Question: Would like to check how to display standard error from regression trees?

Question

Question: Would like to check how to display standard error from regression trees?

leeh356 opened this issue 7 years ago · comments

Hi, I have a decision tree created from this Causal tree package and need help in displaying the standard error in each of the decision tree nodes. I tried to use print(decision_tree) and summary(decision_tree). The print function shows the node), split, n , deviance and yvalue but not standard error. For the summary, it shows the cross validation error and xstd. Is there any function which allows display of the standard deviation in the decision trees nodes? Appreciate your advice here thanks!

susanathey · Answer 1 · Thu Jan 19 2017 15:36:44 GMT+0800 (China Standard Time)

in the test directory, the test_causalTree file has sample code at the end to do this. Here is a snippet:

easy trick to get coefficients and standard errors

dataTrain$leaves <- predict(tree_dishonest_CT_prune, newdata=dataTrain, type = 'vector')
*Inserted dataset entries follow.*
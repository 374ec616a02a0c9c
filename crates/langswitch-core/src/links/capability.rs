use std::collections::{BTreeMap, HashMap};

use log::debug;
use url::{ParseError, Position, Url};

use crate::kernel::constants::{EDIT_PARAM, LANG_PARAM};

/// Stand-in base used to manipulate relative URLs such as request URIs
const RELATIVE_BASE: &str = "http://relative.invalid";

/// Translates a page URL into its equivalent in another language
pub trait UrlTranslator: Send + Sync {
    /// Translate `url` from language `from` (empty for the source language)
    /// to language `to`
    fn translate(&self, url: &str, from: &str, to: &str) -> String;
}

impl<F> UrlTranslator for F
where
    F: Fn(&str, &str, &str) -> String + Send + Sync,
{
    fn translate(&self, url: &str, from: &str, to: &str) -> String {
        self(url, from, to)
    }
}

/// Encodes or strips the language selector of a URL
pub trait UrlRewriter: Send + Sync {
    /// Rewrite `url` for language `lang`; an empty `lang` removes any
    /// selector. `permalinks` selects path-prefix mode over the query
    /// parameter, and `edit` adds the edit-mode flag.
    fn rewrite(&self, url: &str, home: &str, permalinks: bool, lang: &str, edit: bool) -> String;
}

impl<F> UrlRewriter for F
where
    F: Fn(&str, &str, bool, &str, bool) -> String + Send + Sync,
{
    fn rewrite(&self, url: &str, home: &str, permalinks: bool, lang: &str, edit: bool) -> String {
        self(url, home, permalinks, lang, edit)
    }
}

/// Translator that leaves every URL unchanged
#[derive(Debug, Default, Clone, Copy)]
pub struct IdentityTranslator;

impl UrlTranslator for IdentityTranslator {
    fn translate(&self, url: &str, _from: &str, _to: &str) -> String {
        url.to_string()
    }
}

/// Translates URL path segments through a per-language dictionary
#[derive(Debug, Clone, Default)]
pub struct DictionaryTranslator {
    dictionaries: HashMap<String, HashMap<String, String>>,
}

impl DictionaryTranslator {
    pub fn new() -> Self {
        Self::default()
    }

    pub fn from_dictionaries(dictionaries: &BTreeMap<String, BTreeMap<String, String>>) -> Self {
        let dictionaries = dictionaries
            .iter()
            .map(|(lang, words)| {
                let words = words.iter().map(|(k, v)| (k.clone(), v.clone())).collect();
                (lang.clone(), words)
            })
            .collect();
        Self { dictionaries }
    }

    /// Add a translation of one path segment
    pub fn insert(&mut self, lang: &str, original: &str, translated: &str) {
        self.dictionaries
            .entry(lang.to_string())
            .or_default()
            .insert(original.to_string(), translated.to_string());
    }
}

impl UrlTranslator for DictionaryTranslator {
    fn translate(&self, url: &str, _from: &str, to: &str) -> String {
        let Some(words) = self.dictionaries.get(to) else {
            return url.to_string();
        };
        let Some((mut parsed, form)) = parse_url(url) else {
            debug!("Not translating unparsable URL '{}'", url);
            return url.to_string();
        };

        let translated: Vec<String> = parsed
            .path()
            .split('/')
            .map(|segment| words.get(segment).cloned().unwrap_or_else(|| segment.to_string()))
            .collect();
        parsed.set_path(&translated.join("/"));
        serialize_url(&parsed, form)
    }
}

/// Default [`UrlRewriter`]: a `lang` query parameter, or a `/<lang>/` path
/// prefix right after the home path when permalinks are rewritten.
///
/// Existing selectors for any of the known languages are removed first, so
/// rewriting is idempotent.
#[derive(Debug, Clone, Default)]
pub struct LangParamRewriter {
    known_languages: Vec<String>,
}

impl LangParamRewriter {
    pub fn new<I, S>(known_languages: I) -> Self
    where
        I: IntoIterator<Item = S>,
        S: Into<String>,
    {
        Self {
            known_languages: known_languages.into_iter().map(Into::into).collect(),
        }
    }

    fn strip_language_segment<'r>(&self, rest: &'r str) -> &'r str {
        let trimmed = rest.strip_prefix('/').unwrap_or(rest);
        let (first, remainder) = match trimmed.find('/') {
            Some(i) => (&trimmed[..i], &trimmed[i..]),
            None => (trimmed, ""),
        };
        let is_language = !first.is_empty()
            && self
                .known_languages
                .iter()
                .any(|code| code.eq_ignore_ascii_case(first));
        if is_language { remainder } else { rest }
    }
}

impl UrlRewriter for LangParamRewriter {
    fn rewrite(&self, url: &str, home: &str, permalinks: bool, lang: &str, edit: bool) -> String {
        let Some((mut parsed, form)) = parse_url(url) else {
            debug!("Not rewriting unparsable URL '{}'", url);
            return url.to_string();
        };
        let home_path = Url::parse(home)
            .map(|h| h.path().trim_end_matches('/').to_string())
            .unwrap_or_default();

        let mut pairs: Vec<(String, String)> = parsed
            .query_pairs()
            .filter(|(k, _)| k != LANG_PARAM && k != EDIT_PARAM)
            .map(|(k, v)| (k.into_owned(), v.into_owned()))
            .collect();

        // Only paths below home can carry a path selector
        let path = parsed.path().to_string();
        let below_home = path
            .strip_prefix(home_path.as_str())
            .filter(|rest| rest.is_empty() || rest.starts_with('/'));

        let mut needs_param = !lang.is_empty();
        if let Some(rest) = below_home {
            let rest = self.strip_language_segment(rest);
            let rest = if rest.is_empty() { "/" } else { rest };
            if permalinks && !lang.is_empty() {
                parsed.set_path(&format!("{}/{}{}", home_path, lang, rest));
                needs_param = false;
            } else {
                parsed.set_path(&format!("{}{}", home_path, rest));
            }
        }

        if needs_param {
            pairs.push((LANG_PARAM.to_string(), lang.to_string()));
        }
        if edit {
            pairs.push((EDIT_PARAM.to_string(), "1".to_string()));
        }

        if pairs.is_empty() {
            parsed.set_query(None);
        } else {
            let mut query = parsed.query_pairs_mut();
            query.clear();
            for (k, v) in &pairs {
                query.append_pair(k, v);
            }
        }
        serialize_url(&parsed, form)
    }
}

/// How an input URL was written, so it can be written back the same way
#[derive(Debug, Clone, Copy, PartialEq, Eq)]
enum UrlForm {
    Absolute,
    /// `//host/path`, inheriting the page's scheme
    SchemeRelative,
    /// `/path`, relative to the current host
    PathRelative,
}

/// Parse absolute, scheme-relative or root-relative URLs
fn parse_url(raw: &str) -> Option<(Url, UrlForm)> {
    let form = match Url::parse(raw) {
        Ok(url) => return Some((url, UrlForm::Absolute)),
        Err(ParseError::RelativeUrlWithoutBase) if raw.starts_with("//") => {
            UrlForm::SchemeRelative
        }
        Err(ParseError::RelativeUrlWithoutBase) => UrlForm::PathRelative,
        Err(_) => return None,
    };
    Url::parse(RELATIVE_BASE)
        .and_then(|base| base.join(raw))
        .ok()
        .map(|url| (url, form))
}

fn serialize_url(url: &Url, form: UrlForm) -> String {
    match form {
        UrlForm::Absolute => url.to_string(),
        // Drops the stand-in scheme and keeps the host
        UrlForm::SchemeRelative => url[Position::AfterScheme..]
            .trim_start_matches(':')
            .to_string(),
        UrlForm::PathRelative => url[Position::BeforePath..].to_string(),
    }
}
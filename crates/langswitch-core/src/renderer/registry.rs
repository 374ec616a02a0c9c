use std::collections::HashMap;
use std::fmt;
use std::sync::Arc;

use crate::kernel::error::Result;
use crate::renderer::builtin::{DefaultRenderer, DropdownRenderer, FlagsRenderer};
use crate::renderer::error::RendererSystemError;
use crate::renderer::traits::Renderer;

/// Builds a fresh renderer instance
pub type RendererFactory = Arc<dyn Fn() -> Arc<dyn Renderer> + Send + Sync>;

/// Table of renderer kinds known to this process.
///
/// A descriptor on disk names its kind; the loader looks the kind up here to
/// obtain an instance. The table is filled once at startup and read-only
/// afterwards.
#[derive(Clone, Default)]
pub struct RendererFactoryRegistry {
    factories: HashMap<String, RendererFactory>,
}

impl RendererFactoryRegistry {
    /// Create an empty registry
    pub fn new() -> Self {
        Self::default()
    }

    /// Create a registry holding every renderer compiled into this crate
    pub fn with_builtins() -> Self {
        let mut registry = Self::new();
        registry.insert_builtin(DefaultRenderer::KIND, || {
            Arc::new(DefaultRenderer) as Arc<dyn Renderer>
        });
        registry.insert_builtin(DropdownRenderer::KIND, || {
            Arc::new(DropdownRenderer) as Arc<dyn Renderer>
        });
        registry.insert_builtin(FlagsRenderer::KIND, || {
            Arc::new(FlagsRenderer) as Arc<dyn Renderer>
        });
        registry
    }

    fn insert_builtin<F>(&mut self, kind: &str, factory: F)
    where
        F: Fn() -> Arc<dyn Renderer> + Send + Sync + 'static,
    {
        self.factories.insert(kind.to_string(), Arc::new(factory));
    }

    /// Register a factory for `kind`; each kind can be registered once
    pub fn register<F>(&mut self, kind: &str, factory: F) -> Result<()>
    where
        F: Fn() -> Arc<dyn Renderer> + Send + Sync + 'static,
    {
        if kind.trim().is_empty() {
            return Err(RendererSystemError::InvalidKind {
                kind: kind.to_string(),
                message: "kind must not be empty".to_string(),
            }
            .into());
        }
        if self.factories.contains_key(kind) {
            return Err(RendererSystemError::DuplicateFactory { kind: kind.to_string() }.into());
        }
        self.factories.insert(kind.to_string(), Arc::new(factory));
        Ok(())
    }

    /// Instantiate the renderer registered for `kind`
    pub fn instantiate(&self, kind: &str) -> Option<Arc<dyn Renderer>> {
        self.factories.get(kind).map(|factory| factory())
    }

    pub fn contains(&self, kind: &str) -> bool {
        self.factories.contains_key(kind)
    }

    /// Registered kinds, sorted
    pub fn kinds(&self) -> Vec<&str> {
        let mut kinds: Vec<&str> = self.factories.keys().map(String::as_str).collect();
        kinds.sort_unstable();
        kinds
    }
}

impl fmt::Debug for RendererFactoryRegistry {
    fn fmt(&self, f: &mut fmt::Formatter<'_>) -> fmt::Result {
        f.debug_struct("RendererFactoryRegistry")
            .field("kinds", &self.kinds())
            .finish()
    }
}
use std::cmp::Ordering;
use std::iter::Peekable;
use std::str::Chars;

/// Compare two strings the way a human orders them, ignoring ASCII case.
///
/// Runs of digits compare by numeric value (`"item2" < "item10"`), leading
/// zeros are ignored unless the values are equal, and whitespace is skipped.
pub fn natural_cmp_ignore_case(a: &str, b: &str) -> Ordering {
    let mut left = a.chars().peekable();
    let mut right = b.chars().peekable();

    loop {
        skip_whitespace(&mut left);
        skip_whitespace(&mut right);

        match (left.peek().copied(), right.peek().copied()) {
            (None, None) => return Ordering::Equal,
            (None, Some(_)) => return Ordering::Less,
            (Some(_), None) => return Ordering::Greater,
            (Some(l), Some(r)) if l.is_ascii_digit() && r.is_ascii_digit() => {
                let ord = compare_numbers(&mut left, &mut right);
                if ord != Ordering::Equal {
                    return ord;
                }
            }
            (Some(l), Some(r)) => {
                let ord = l.to_ascii_lowercase().cmp(&r.to_ascii_lowercase());
                if ord != Ordering::Equal {
                    return ord;
                }
                left.next();
                right.next();
            }
        }
    }
}

fn skip_whitespace(chars: &mut Peekable<Chars<'_>>) {
    while chars.peek().is_some_and(|c| c.is_whitespace()) {
        chars.next();
    }
}

fn take_digits(chars: &mut Peekable<Chars<'_>>) -> String {
    let mut digits = String::new();
    while let Some(c) = chars.peek().copied() {
        if !c.is_ascii_digit() {
            break;
        }
        digits.push(c);
        chars.next();
    }
    digits
}

fn compare_numbers(left: &mut Peekable<Chars<'_>>, right: &mut Peekable<Chars<'_>>) -> Ordering {
    let l = take_digits(left);
    let r = take_digits(right);
    let l_trimmed = l.trim_start_matches('0');
    let r_trimmed = r.trim_start_matches('0');

    l_trimmed
        .len()
        .cmp(&r_trimmed.len())
        .then_with(|| l_trimmed.cmp(r_trimmed))
        // "007" sorts after "7" so that distinct spellings stay ordered
        .then_with(|| l.len().cmp(&r.len()))
}
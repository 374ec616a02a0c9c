use std::collections::HashSet;
use std::fmt;

use log::debug;

use crate::kernel::error::Result;
use crate::render_pass::RenderPass;
use crate::renderer::id::RendererId;
use crate::renderer::loader::RendererLoader;
use crate::widget::WidgetInstanceConfig;

/// Kind of asset a renderer can ask for
#[derive(Debug, Clone, Copy, PartialEq, Eq, Hash)]
pub enum AssetKind {
    Stylesheet,
    Script,
}

impl AssetKind {
    /// File extension of sibling files of this kind
    pub fn extension(&self) -> &'static str {
        match self {
            AssetKind::Stylesheet => "css",
            AssetKind::Script => "js",
        }
    }
}

impl fmt::Display for AssetKind {
    fn fmt(&self, f: &mut fmt::Formatter<'_>) -> fmt::Result {
        match self {
            AssetKind::Stylesheet => write!(f, "css"),
            AssetKind::Script => write!(f, "js"),
        }
    }
}

/// One asset the page should load
#[derive(Debug, Clone, PartialEq, Eq)]
pub struct AssetRegistration {
    pub kind: AssetKind,
    /// Unique handle the page uses to refer to the asset
    pub handle: String,
    /// Public URL of the file
    pub url: String,
    pub version: String,
}

/// Assets registered during one render pass, in registration order.
///
/// Emitting them into the page is up to the host.
#[derive(Debug, Clone, Default)]
pub struct AssetQueue {
    items: Vec<AssetRegistration>,
}

impl AssetQueue {
    pub fn new() -> Self {
        Self::default()
    }

    /// Queue `registration` unless an asset of the same kind and handle is
    /// already queued. Returns whether it was added.
    pub fn push(&mut self, registration: AssetRegistration) -> bool {
        let duplicate = self
            .items
            .iter()
            .any(|r| r.kind == registration.kind && r.handle == registration.handle);
        if duplicate {
            return false;
        }
        debug!(
            "Registered {} '{}' -> {}",
            registration.kind, registration.handle, registration.url
        );
        self.items.push(registration);
        true
    }

    pub fn iter(&self) -> impl Iterator<Item = &AssetRegistration> {
        self.items.iter()
    }

    pub fn stylesheets(&self) -> impl Iterator<Item = &AssetRegistration> {
        self.items.iter().filter(|r| r.kind == AssetKind::Stylesheet)
    }

    pub fn scripts(&self) -> impl Iterator<Item = &AssetRegistration> {
        self.items.iter().filter(|r| r.kind == AssetKind::Script)
    }

    pub fn len(&self) -> usize {
        self.items.len()
    }

    pub fn is_empty(&self) -> bool {
        self.items.is_empty()
    }
}

/// Registers the assets of every renderer used by an active placement.
///
/// Must run before the page emits its asset list.
#[derive(Debug, Clone, Copy)]
pub struct ActiveAssetAggregator<'a> {
    loader: &'a RendererLoader,
}

impl<'a> ActiveAssetAggregator<'a> {
    pub fn new(loader: &'a RendererLoader) -> Self {
        Self { loader }
    }

    /// Register the stylesheet and script of each distinct renderer among the
    /// active instances.
    ///
    /// Each renderer's `provide_css`/`provide_js` runs at most once per pass,
    /// however many placements share it and however often this is called.
    /// Returns the number of renderers whose assets were registered by this
    /// call.
    pub fn collect_and_register<'i, K, I, F>(
        &self,
        pass: &mut RenderPass,
        instances: I,
        is_active: F,
    ) -> Result<usize>
    where
        K: ?Sized + 'i,
        I: IntoIterator<Item = (&'i K, &'i WidgetInstanceConfig)>,
        F: Fn(&K) -> bool,
    {
        let mut seen: HashSet<&RendererId> = HashSet::new();
        let mut distinct: Vec<&RendererId> = Vec::new();
        for (key, config) in instances {
            if is_active(key) && seen.insert(&config.renderer) {
                distinct.push(&config.renderer);
            }
        }

        let mut registered = 0;
        for id in distinct {
            if pass.has_registered_assets(id) {
                continue;
            }
            let resolved = pass.load(self.loader, id)?;
            if resolved.id != *id && pass.has_registered_assets(&resolved.id) {
                // Another selection already fell back to the same renderer
                pass.mark_assets_registered(id.clone());
                continue;
            }

            let root = self.loader.roots().for_id(&resolved.id);
            let raw_id = resolved.id.path();
            resolved.renderer.provide_css(raw_id, root, pass.assets_mut());
            resolved.renderer.provide_js(raw_id, root, pass.assets_mut());

            pass.mark_assets_registered(id.clone());
            pass.mark_assets_registered(resolved.id.clone());
            registered += 1;
        }

        debug!("Registered assets for {} renderer(s)", registered);
        Ok(registered)
    }
}
pub mod catalog_tests;
use std::path::Path;

use log::debug;

use crate::renderer::descriptor::{is_descriptor_file_name, RendererDescriptor};
use crate::utils::fs::find_files_shallow;
use crate::utils::natural::natural_cmp_ignore_case;

/// Ordered inventory of the renderers available below one widget directory
#[derive(Debug, Clone, Default, PartialEq, Eq)]
pub struct RendererCatalog {
    entries: Vec<RendererDescriptor>,
}

impl RendererCatalog {
    /// Scan `widgets_dir`; see [`discover`]
    pub fn discover<P: AsRef<Path>>(widgets_dir: P) -> Self {
        discover(widgets_dir)
    }

    pub fn get(&self, id: &str) -> Option<&RendererDescriptor> {
        self.entries.iter().find(|d| d.id == id)
    }

    pub fn contains(&self, id: &str) -> bool {
        self.get(id).is_some()
    }

    pub fn iter(&self) -> impl Iterator<Item = &RendererDescriptor> {
        self.entries.iter()
    }

    pub fn ids(&self) -> Vec<&str> {
        self.entries.iter().map(|d| d.id.as_str()).collect()
    }

    pub fn len(&self) -> usize {
        self.entries.len()
    }

    pub fn is_empty(&self) -> bool {
        self.entries.is_empty()
    }
}

impl IntoIterator for RendererCatalog {
    type Item = RendererDescriptor;
    type IntoIter = std::vec::IntoIter<RendererDescriptor>;

    fn into_iter(self) -> Self::IntoIter {
        self.entries.into_iter()
    }
}

/// Scan `widgets_dir` and its immediate subdirectories for renderer
/// descriptors.
///
/// Only `tpw_*.widget` files are considered, and only those whose header
/// carries a non-empty `Name`. The result is ordered by a case-insensitive
/// natural comparison of the names. A missing directory or unreadable file
/// never fails the scan; it just contributes nothing.
pub fn discover<P: AsRef<Path>>(widgets_dir: P) -> RendererCatalog {
    let widgets_dir = widgets_dir.as_ref();
    let candidates = match find_files_shallow(widgets_dir, &is_descriptor_file_name) {
        Ok(candidates) => candidates,
        Err(e) => {
            debug!("No renderer catalog at {}: {}", widgets_dir.display(), e);
            return RendererCatalog::default();
        }
    };

    let mut entries: Vec<RendererDescriptor> = candidates
        .iter()
        .filter_map(|id| RendererDescriptor::read(widgets_dir, id))
        .collect();

    entries.sort_by(|a, b| natural_cmp_ignore_case(&a.name, &b.name).then_with(|| a.id.cmp(&b.id)));
    debug!("Discovered {} renderer(s) in {}", entries.len(), widgets_dir.display());

    RendererCatalog { entries }
}
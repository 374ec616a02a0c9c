use tracing_subscriber::EnvFilter;

/// Install the global subscriber. `RUST_LOG` wins over `verbose`.
pub fn init(verbose: bool) -> Result<(), String> {
    let default_level = if verbose { "debug" } else { "warn" };
    let filter =
        EnvFilter::try_from_default_env().unwrap_or_else(|_| EnvFilter::new(default_level));

    // The core library logs through `log`
    tracing_log::LogTracer::init().map_err(|e| format!("Failed to bridge log records: {}", e))?;

    let subscriber = tracing_subscriber::fmt()
        .with_env_filter(filter)
        .with_writer(std::io::stderr)
        .with_target(false)
        .finish();
    tracing::subscriber::set_global_default(subscriber)
        .map_err(|e| format!("Failed to install tracing subscriber: {}", e))
}
#![cfg(test)]

use std::fmt;
use std::fs;
use std::path::Path;
use std::sync::atomic::{AtomicUsize, Ordering};
use std::sync::Arc;

use crate::links::{LanguageRecord, LanguageTable, LinkSettings};
use crate::renderer::assets::AssetQueue;
use crate::renderer::traits::{register_sibling_asset, RenderArgs, Renderer};
use crate::renderer::assets::AssetKind;
use crate::storage::{AssetRoot, StorageRoots};

pub const HOME: &str = "https://site.test";
pub const BUNDLED_URL: &str = "https://cdn.test/bundled";
pub const OVERRIDE_URL: &str = "https://site.test/uploads/langswitch";

// ===== FILESYSTEM FIXTURES =====

/// Write `contents` to `path`, creating parent directories
pub fn write_file(path: &Path, contents: &str) {
    if let Some(parent) = path.parent() {
        fs::create_dir_all(parent).expect("Failed to create fixture directory");
    }
    fs::write(path, contents).expect("Failed to write fixture file");
}

/// Descriptor header in the usual comment-block layout
pub fn descriptor_header(name: &str, kind: Option<&str>) -> String {
    let mut header = format!(
        "/*\nName: {}\nDescription: Fixture renderer\nVersion: 1.0\nAuthor: Fixture Author\n",
        name
    );
    if let Some(kind) = kind {
        header.push_str(&format!("Renderer: {}\n", kind));
    }
    header.push_str("*/\n");
    header
}

/// Write a descriptor at `<root>/widgets/<id>`
pub fn write_descriptor(root: &AssetRoot, id: &str, name: &str, kind: Option<&str>) {
    write_file(&root.widgets_dir().join(id), &descriptor_header(name, kind));
}

/// Bundled and override roots below `base`, both empty
pub fn storage_roots(base: &Path) -> StorageRoots {
    StorageRoots::new(
        AssetRoot::new(base.join("bundled"), BUNDLED_URL),
        AssetRoot::new(base.join("uploads"), OVERRIDE_URL),
    )
}

/// Roots holding the bundled renderers (default, dropdown with css and js,
/// flags with css)
pub fn populated_roots(base: &Path) -> StorageRoots {
    let roots = storage_roots(base);
    write_descriptor(&roots.bundled, "default/tpw_default.widget", "Default List", None);
    write_descriptor(&roots.bundled, "dropdown/tpw_dropdown.widget", "Dropdown", None);
    write_file(&roots.bundled.widgets_dir().join("dropdown/tpw_dropdown.css"), ".tr_dropdown {}");
    write_file(&roots.bundled.widgets_dir().join("dropdown/tpw_dropdown.js"), "void 0;");
    write_descriptor(&roots.bundled, "flags/tpw_flags.widget", "Flags", None);
    write_file(&roots.bundled.widgets_dir().join("flags/tpw_flags.css"), ".tr_flags {}");
    roots
}

// ===== LANGUAGE FIXTURES =====

/// `en` (default) and `fr`, both active
pub fn en_fr_table() -> LanguageTable {
    LanguageTable::new(
        "en",
        vec![
            LanguageRecord::new("en", "English", "English", "us", true),
            LanguageRecord::new("fr", "French", "Français", "fr", true),
        ],
    )
    .expect("Fixture language table is valid")
}

pub fn settings(target: &str, permalinks: bool) -> LinkSettings {
    LinkSettings {
        home_url: HOME.to_string(),
        target_language: target.to_string(),
        enable_url_translate: false,
        enable_permalinks_rewrite: permalinks,
        edit_mode: false,
    }
}

// ===== MOCK RENDERERS =====

/// Renderer that counts how often its asset hooks run
#[derive(Debug, Clone)]
pub struct CountingRenderer {
    pub css_calls: Arc<AtomicUsize>,
    pub js_calls: Arc<AtomicUsize>,
}

impl CountingRenderer {
    pub fn new() -> Self {
        Self {
            css_calls: Arc::new(AtomicUsize::new(0)),
            js_calls: Arc::new(AtomicUsize::new(0)),
        }
    }
}

impl Renderer for CountingRenderer {
    fn name(&self) -> &str {
        "counting"
    }

    fn render(&self, args: &RenderArgs<'_>, out: &mut dyn fmt::Write) -> fmt::Result {
        write!(out, "<counting draw=\"{}\" entries=\"{}\"/>", args.draw_id, args.entries.len())
    }

    fn provide_css(&self, raw_id: &str, root: &AssetRoot, queue: &mut AssetQueue) -> bool {
        self.css_calls.fetch_add(1, Ordering::SeqCst);
        register_sibling_asset(AssetKind::Stylesheet, raw_id, root, queue)
    }

    fn provide_js(&self, raw_id: &str, root: &AssetRoot, queue: &mut AssetQueue) -> bool {
        self.js_calls.fetch_add(1, Ordering::SeqCst);
        register_sibling_asset(AssetKind::Script, raw_id, root, queue)
    }
}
dataEst$leaves <- predict(tree_dishonest_CT_prune, newdata=dataEst, type = 'vector')

dataTest$leaves <- predict(tree_dishonest_CT_prune, newdata=dataTest, type = 'vector')

dataTrain$leavesf <- factor(round(dataTrain$leaves,4))

dataEst$leavesf <- factor(round(dataEst$leaves,4))

dataTest$leavesf <- factor(round(dataTest$leaves,4))

run regressions with indicators for the leaves interacted with the treatment indicator

if (length(levels(dataTrain$leavesf)) == 1){

modelTrain <- lm(y~w, data=dataTrain)

modelEst <- lm(y~w, data=dataEst)

modelTest <- lm(y~w, data=dataTest)

summary(modelTrain)

summary(modelEst)

summary(modelTest)

} else{

modelTrain <- lm(y~-1+leavesf+leavesf*w-w, data=dataTrain)

modelEst <- lm(y~-1+leavesf+leavesf*w-w, data=dataEst)

modelTest <- lm(y~-1+leavesf+leavesf*w-w, data=dataTest)

print("Leaf names match estimated treatment effects on training set")

print(summary(modelTrain))

print("Estimated treatment effects on estimation set typically more moderate than training set")

print(summary(modelEst))

print("Estimated treatment effects on test set typically more moderate than training set")

print(summary(modelTest))